▶ _Exercise description_
Reprint all entries without any alteration.
▼
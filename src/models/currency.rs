use std::fmt;
use std::str::FromStr;

use serde::{Deserialize, Deserializer, Serialize, Serializer};

use super::ParseEnumError;

/// Currencies a user can hold a balance in.
#[derive(Clone, Copy, Debug, PartialEq, Eq, PartialOrd, Ord, Hash)]
pub enum Currency {
    Usd,
    Btc,
    Ltc,
    Doge,
    Trx,
    Ves,
    UsdtTrc20,
    UsdtFiat,
}

impl Currency {
    pub const ALL: [Currency; 8] = [
        Currency::Usd,
        Currency::Btc,
        Currency::Ltc,
        Currency::Doge,
        Currency::Trx,
        Currency::Ves,
        Currency::UsdtTrc20,
        Currency::UsdtFiat,
    ];

    pub fn code(&self) -> &'static str {
        match self {
            Currency::Usd => "USD",
            Currency::Btc => "BTC",
            Currency::Ltc => "LTC",
            Currency::Doge => "DOGE",
            Currency::Trx => "TRX",
            Currency::Ves => "VES",
            Currency::UsdtTrc20 => "USDT-TRC20",
            Currency::UsdtFiat => "USDT-FIAT",
        }
    }

    /// Name of the balance field on the user document.
    pub fn field_name(&self) -> &'static str {
        match self {
            Currency::Usd => "balanceUSD",
            Currency::Btc => "balanceBTC",
            Currency::Ltc => "balanceLTC",
            Currency::Doge => "balanceDOGE",
            Currency::Trx => "balanceTRX",
            Currency::Ves => "balanceVES",
            Currency::UsdtTrc20 => "balanceUSDTTRC20",
            Currency::UsdtFiat => "balanceUSDTFiat",
        }
    }

    pub fn from_field_name(field: &str) -> Option<Currency> {
        Currency::ALL
            .into_iter()
            .find(|currency| currency.field_name() == field)
    }
}

impl FromStr for Currency {
    type Err = ParseEnumError;

    fn from_str(s: &str) -> Result<Self, Self::Err> {
        if let Some(currency) = Currency::from_field_name(s) {
            return Ok(currency);
        }

        match s.trim().to_ascii_uppercase().as_str() {
            "USD" => Ok(Currency::Usd),
            "BTC" => Ok(Currency::Btc),
            "LTC" => Ok(Currency::Ltc),
            "DOGE" => Ok(Currency::Doge),
            "TRX" => Ok(Currency::Trx),
            "VES" => Ok(Currency::Ves),
            "USDT-TRC20" | "USDT_TRC20" | "USDTTRC20" | "TRC20" => Ok(Currency::UsdtTrc20),
            "USDT-FIAT" | "USDT_FIAT" | "USDTFIAT" | "USDT" => Ok(Currency::UsdtFiat),
            _ => Err(ParseEnumError::new("currency", s)),
        }
    }
}

impl fmt::Display for Currency {
    fn fmt(&self, f: &mut fmt::Formatter<'_>) -> fmt::Result {
        f.write_str(self.code())
    }
}

impl Serialize for Currency {
    fn serialize<S: Serializer>(&self, serializer: S) -> Result<S::Ok, S::Error> {
        serializer.serialize_str(self.code())
    }
}

impl<'de> Deserialize<'de> for Currency {
    fn deserialize<D: Deserializer<'de>>(deserializer: D) -> Result<Self, D::Error> {
        let value = String::deserialize(deserializer)?;
        value.parse().map_err(serde::de::Error::custom)
    }
}

#[cfg(test)]
mod tests {
    use super::*;

    #[test]
    fn field_names_follow_balance_prefix() {
        assert_eq!(Currency::Usd.field_name(), "balanceUSD");
        assert_eq!(Currency::UsdtTrc20.field_name(), "balanceUSDTTRC20");
        assert_eq!(Currency::UsdtFiat.field_name(), "balanceUSDTFiat");
    }

    #[test]
    fn parses_codes_aliases_and_field_names() {
        assert_eq!("doge".parse::<Currency>().unwrap(), Currency::Doge);
        assert_eq!("USDT_TRC20".parse::<Currency>().unwrap(), Currency::UsdtTrc20);
        assert_eq!("usdt".parse::<Currency>().unwrap(), Currency::UsdtFiat);
        assert_eq!("balanceVES".parse::<Currency>().unwrap(), Currency::Ves);
        assert!("EUR".parse::<Currency>().is_err());
    }

    #[test]
    fn every_code_round_trips() {
        for currency in Currency::ALL {
            assert_eq!(currency.code().parse::<Currency>().unwrap(), currency);
        }
    }
}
▲
▶ _The completed task_
filename src/models/currency.rs
use std::fmt;
use std::str::FromStr;

use serde::{Deserialize, Deserializer, Serialize, Serializer};

use super::ParseEnumError;

/// Currencies a user can hold a balance in.
#[derive(Clone, Copy, Debug, PartialEq, Eq, PartialOrd, Ord, Hash)]
pub enum Currency {
    Usd,
    Btc,
    Ltc,
    Doge,
    Trx,
    Ves,
    UsdtTrc20,
    UsdtFiat,
}

impl Currency {
    pub const ALL: [Currency; 8] = [
        Currency::Usd,
        Currency::Btc,
        Currency::Ltc,
        Currency::Doge,
        Currency::Trx,
        Currency::Ves,
        Currency::UsdtTrc20,
        Currency::UsdtFiat,
    ];

    pub fn code(&self) -> &'static str {
        match self {
            Currency::Usd => "USD",
            Currency::Btc => "BTC",
            Currency::Ltc => "LTC",
            Currency::Doge => "DOGE",
            Currency::Trx => "TRX",
            Currency::Ves => "VES",
            Currency::UsdtTrc20 => "USDT-TRC20",
            Currency::UsdtFiat => "USDT-FIAT",
        }
    }

    /// Name of the balance field on the user document.
    pub fn field_name(&self) -> &'static str {
        match self {
            Currency::Usd => "balanceUSD",
            Currency::Btc => "balanceBTC",
            Currency::Ltc => "balanceLTC",
            Currency::Doge => "balanceDOGE",
            Currency::Trx => "balanceTRX",
            Currency::Ves => "balanceVES",
            Currency::UsdtTrc20 => "balanceUSDTTRC20",
            Currency::UsdtFiat => "balanceUSDTFiat",
        }
    }

    pub fn from_field_name(field: &str) -> Option<Currency> {
        Currency::ALL
            .into_iter()
            .find(|currency| currency.field_name() == field)
    }
}

impl FromStr for Currency {
    type Err = ParseEnumError;

    fn from_str(s: &str) -> Result<Self, Self::Err> {
        if let Some(currency) = Currency::from_field_name(s) {
            return Ok(currency);
        }

        match s.trim().to_ascii_uppercase().as_str() {
            "USD" => Ok(Currency::Usd),
            "BTC" => Ok(Currency::Btc),
            "LTC" => Ok(Currency::Ltc),
            "DOGE" => Ok(Currency::Doge),
            "TRX" => Ok(Currency::Trx),
            "VES" => Ok(Currency::Ves),
            "USDT-TRC20" | "USDT_TRC20" | "USDTTRC20" | "TRC20" => Ok(Currency::UsdtTrc20),
            "USDT-FIAT" | "USDT_FIAT" | "USDTFIAT" | "USDT" => Ok(Currency::UsdtFiat),
            _ => Err(ParseEnumError::new("currency", s)),
        }
    }
}

impl fmt::Display for Currency {
    fn fmt(&self, f: &mut fmt::Formatter<'_>) -> fmt::Result {
        f.write_str(self.code())
    }
}

impl Serialize for Currency {
    fn serialize<S: Serializer>(&self, serializer: S) -> Result<S::Ok, S::Error> {
        serializer.serialize_str(self.code())
    }
}

impl<'de> Deserialize<'de> for Currency {
    fn deserialize<D: Deserializer<'de>>(deserializer: D) -> Result<Self, D::Error> {
        let value = String::deserialize(deserializer)?;
        value.parse().map_err(serde::de::Error::custom)
    }
}

#[cfg(test)]
mod tests {
    use super::*;

    #[test]
    fn field_names_follow_balance_prefix() {
        assert_eq!(Currency::Usd.field_name(), "balanceUSD");
        assert_eq!(Currency::UsdtTrc20.field_name(), "balanceUSDTTRC20");
        assert_eq!(Currency::UsdtFiat.field_name(), "balanceUSDTFiat");
    }

    #[test]
    fn parses_codes_aliases_and_field_names() {
        assert_eq!("doge".parse::<Currency>().unwrap(), Currency::Doge);
        assert_eq!("USDT_TRC20".parse::<Currency>().unwrap(), Currency::UsdtTrc20);
        assert_eq!("usdt".parse::<Currency>().unwrap(), Currency::UsdtFiat);
        assert_eq!("balanceVES".parse::<Currency>().unwrap(), Currency::Ves);
        assert!("EUR".parse::<Currency>().is_err());
    }

    #[test]
    fn every_code_round_trips() {
        for currency in Currency::ALL {
            assert_eq!(currency.code().parse::<Currency>().unwrap(), currency);
        }
    }
}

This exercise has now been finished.